Non-synonymous replacement (Ka)/synonymous replacement (Ks) analysis

We used the (adaptive branch-site random effects likelihood) aBSREL model of Hyphy Vision software to contribute the selective pressure analysis [38] among 45 species in Bignoniaceae. We first acquired the corresponding chloroplast genome GB and FASTA files according to the accession number in NCBI. Then, 63 clusters of orthologous genes were obtained among these species to calculate the Ka/Ks. The outcome was listed in aBSREL.json format. In the present study, we selected genes with value < 0.05. The detailed information is shown in the web version of aBSREL.

Results

Genome organization and compositions

The chloroplast genome sequence (GenBank accession no.: MW430049) of C. grandiflora was a typical circular DNA molecule with a total length of 154,303 bp. It has a conservative tetrad structure consisting of an LSC region, an SSC region, and a pair of IR regions, with lengths of 85,064, 18,009, and 25,615 bp, respectively (Fig. 1). The G/C content of the chloroplast genome of C. grandiflora was 38.09%. The G/C content in the IR region (43.17%) was higher than that in the SSC (32.74%) and LSC regions (36.16%).

Fig. 1
figure 1

Map of the chloroplast genome of Campsis grandiflora. Four rings are observed in the figure: from the center outwards, the red and green arcs in the first circle represent the forward and reverse repeating sequence, respectively. The short bars in the second circle represent tandem repeats. The short bar in the third circle represents the microsatellite repetition sequence. The fourth circle is the genetic structure and location map of the chloroplast genome. Genes with different functions are shown in different colors. (Color figure online)

Gene content

The chloroplast genome of C. grandiflora encodes 110 unique genes, including 79 protein-coding genes, 27 transfer RNA (tRNA) coding genes, and 4 ribosome RNA (rRNA) coding genes (Table S1). Among these genes, eight protein coding genes (rps12, ndhB, rpl2, rpl23, rps7, ycf1, ycf2, and ycf15), 7 tRNA coding genes (trnA-UGC, trnE-UUC, trnL-CAA, trnM-CAU, trnN-GUU, trnR-ACG, and trnV-GAC) and 4 rRNA coding genes (rrn16S, rrn23S, rrn5S, and rrn4.5 S) were located in the IR region. Twelve protein-coding genes (rps16, atpF, rpoC1, petB, petD, rpl16, rpl2 (+), rpl2(−), ndhB(+), ndhB(−), and ndhA) contain one intron, and one protein-coding genes (ycf3) contain two introns. Eight tRNA coding genes (trnK-UUU, trnG-UUC, trnL-UAA, trnV-UAC, trnI-GAU(−), trnI-GAU(+), trnA-UGC (−), and trnA-UGC (+)) contain one intron (Table S2). We also found the clpP gene became a pseudogene, unable to encode a complete protein.

The coding sequence (CDS) in the chloroplast genome of C. grandiflora was 79,170 bp, accounting for 51.31% of the total genome length. The length of the rRNA genes was 9388 bp, accounting for 6.08% of the whole genome length. The length of the tRNA genes was 2811 bp, accounting for 1.82% of the whole genome length.
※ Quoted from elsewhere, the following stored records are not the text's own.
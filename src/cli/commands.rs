use crate::cli::args::{Args, Command, ConfigCommand, RunArgs};
use crate::cli::output::{ConsoleWriter, OutputWriter, PortEntry};
use crate::core::bridge::Bridge;
use crate::core::cancellation::CancellationToken;
use crate::domain::config::BridgeConfig;
use crate::domain::error::{BridgeError, BridgeResult};
use crate::infrastructure::config::ConfigManager;
use crate::infrastructure::logging::init_logging;
use std::path::PathBuf;
use tracing::{info, warn};

/// Execute CLI command
pub async fn execute_command(args: Args) -> BridgeResult<()> {
    let writer = ConsoleWriter::new(args.output.clone());

    // Load configuration using ConfigManager
    let config_manager = ConfigManager::new()?;
    let config = if let Some(config_path) = &args.config {
        config_manager.load_config_from_path(config_path.as_ref())?
    } else {
        config_manager.load_config()?
    };

    if !args.quiet {
        init_logging(&config.global.log_level, args.verbose)?;
    }

    match args.command {
        Command::Run(run_args) => execute_run(run_args, config, &writer).await,
        Command::Ports => execute_ports(&writer),
        Command::Config(config_args) => {
            execute_config_command(config_args.command, &writer, &config, &config_manager)
        }
        Command::Version => {
            writer.write_message(&format!("serialbridge {}", env!("CARGO_PKG_VERSION")))?;
            Ok(())
        }
    }
}

async fn execute_run(
    args: RunArgs,
    mut config: BridgeConfig,
    writer: &ConsoleWriter,
) -> BridgeResult<()> {
    args.apply(&mut config);

    let token = CancellationToken::new();
    spawn_interrupt_handler(token.clone());

    let Some(bridge) = Bridge::from_config(&config, token).await? else {
        writer.write_message("Interrupted before the listener could be bound")?;
        return Ok(());
    };

    info!(
        "Bridging {} <-> {}",
        config.serial.port,
        bridge.local_addr()
    );

    let stats = bridge.run().await?;
    writer.write_statistics(&stats)?;
    writer.write_message("Bye :)")?;
    Ok(())
}

/// Cancel `token` on the first Ctrl-C
fn spawn_interrupt_handler(token: CancellationToken) {
    tokio::spawn(async move {
        match tokio::signal::ctrl_c().await {
            Ok(()) => {
                info!("Interrupt received, shutting down");
                token.cancel();
            }
            Err(e) => warn!("Failed to listen for interrupt signal: {}", e),
        }
    });
}

fn execute_ports(writer: &ConsoleWriter) -> BridgeResult<()> {
    let ports: Vec<PortEntry> = serialport::available_ports()?
        .into_iter()
        .map(PortEntry::from)
        .collect();

    writer.write_ports(&ports)?;
    Ok(())
}

fn execute_config_command(
    command: ConfigCommand,
    writer: &ConsoleWriter,
    config: &BridgeConfig,
    config_manager: &ConfigManager,
) -> BridgeResult<()> {
    match command {
        ConfigCommand::Show => {
            writer.write_config(config)?;
        }
        ConfigCommand::Init { path } => {
            let base = match path {
                Some(path) => PathBuf::from(path),
                None => std::env::current_dir().map_err(|e| BridgeError::Config {
                    message: format!("Cannot determine current directory: {}", e),
                })?,
            };
            let created = config_manager.init_project_config(&base)?;
            writer.write_message(&format!("Created {}", created.display()))?;
        }
        ConfigCommand::Path => {
            writer.write_message(&format!(
                "Global: {}",
                config_manager.get_global_config_path_ref().display()
            ))?;
            match config_manager.get_project_config_path() {
                Some(path) => writer.write_message(&format!("Project: {}", path.display()))?,
                None => writer.write_message("Project: (none)")?,
            }
        }
    }
    Ok(())
}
The non-coding regions of the C. grandiflora chloroplast genome mainly includes introns and gene spacers, whose length accounts for 40.79% of the whole genome length.

SSR and repeat sequences analysis

The repeat sequences are particular nucleic characteristic sequence repeat units with multiple copies in the genome. These repeats might play a significant role in the evolution of the chloroplast genome and can be used for species identification and molecular breeding as molecular markers. The repeat sequences are classified into three forms, namely, SSR, long tandem repeats, and long interspersed repeated sequence according to their length and correlation [1].

SSR is also named microsatellite sequence. It is a piece of DNA that consists of multiple duplicate basic repeat units made of 1–6 nucleotides. The SSR is widespread all around the different places of the gene. Their length is usually below 200 bp. We analyzed and listed the quantity, type, size, and locus of SSRs in the chloroplast genome of C. grandiflora. In total, 59 SSRs were identified in the C. grandiflora chloroplast genome. These SSRs are mainly composed of mononucleotide and dinucleotide repeat units (Table S3). No other forms such as tri-, tetra-, penta-, and hexa-nucleotide repeat units were found. Most of the 59 SSRs we found in the intergenic spacers (35 SSRs), 9 SSRs were located in the coding sequences, and 7 SSRs were situated in the introns of particular genes (Table S4).

The long tandem repeats refer to the repeated repetition of a sequence on a chromosome. A total of 40 tandem repeats have been found, satisfying the two conditions that the total length is over 20 bp, and the similarity between repeating units is greater than or equal to 90% (Table S5). We also listed the related property in the table. Among the long tandem repeats, more than half (22) of the repeats were located in IGS, 16 repeats are shown in the CDS, the one remainder repeats were located in the intron of gene.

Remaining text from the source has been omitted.